**Exercise details:**
Out of the listing below, copy every line that carries the string "GlazSession".

**Supplied data:**
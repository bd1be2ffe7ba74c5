use std::env;
use std::time::Instant;

use glazlib::{GlazResult, GlazSession, IntegrationMode, SessionSource, TriggerMode};

/// The second detector's result
const CALCULATION_INDEX: i32 = 1;

fn main() -> GlazResult<()> {
    let rounds: usize = env::args()
        .nth(1)
        .and_then(|s| s.parse().ok())
        .unwrap_or(5);

    let session = GlazSession::open(SessionSource::config("configs/double_spectrometer.xml"))?;
    println!("GlazLib version: {}", session.library().version());

    session.set_trigger_mode(TriggerMode::External)?;
    session.set_scan_count(10)?;
    session.set_integration_mode(IntegrationMode::PulseSync)?;
    session.set_integration_time(100)?;

    session.run_measurement()?;
    let (n_scans, pixels) = session.all_scans_sizes(CALCULATION_INDEX)?;
    println!("Size of all scans: {n_scans} x {pixels}");

    for round in 0..rounds {
        let start = Instant::now();
        session.run_measurement()?;
        let scans = session.all_scans(CALCULATION_INDEX)?;
        let peaks: Vec<u16> = scans
            .rows()
            .map(|row| row.iter().copied().max().unwrap_or_default())
            .collect();
        println!(
            "Round {round}: {} scans in {:0.3} sec, peaks {peaks:?}",
            scans.n_rows(),
            start.elapsed().as_secs_f64()
        );
    }

    session.close()
}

**Written response:**
use glazlib::{GlazResult, GlazSession, IntegrationMode, SessionSource, TriggerMode};
    let session = GlazSession::open(SessionSource::config("configs/double_spectrometer.xml"))?;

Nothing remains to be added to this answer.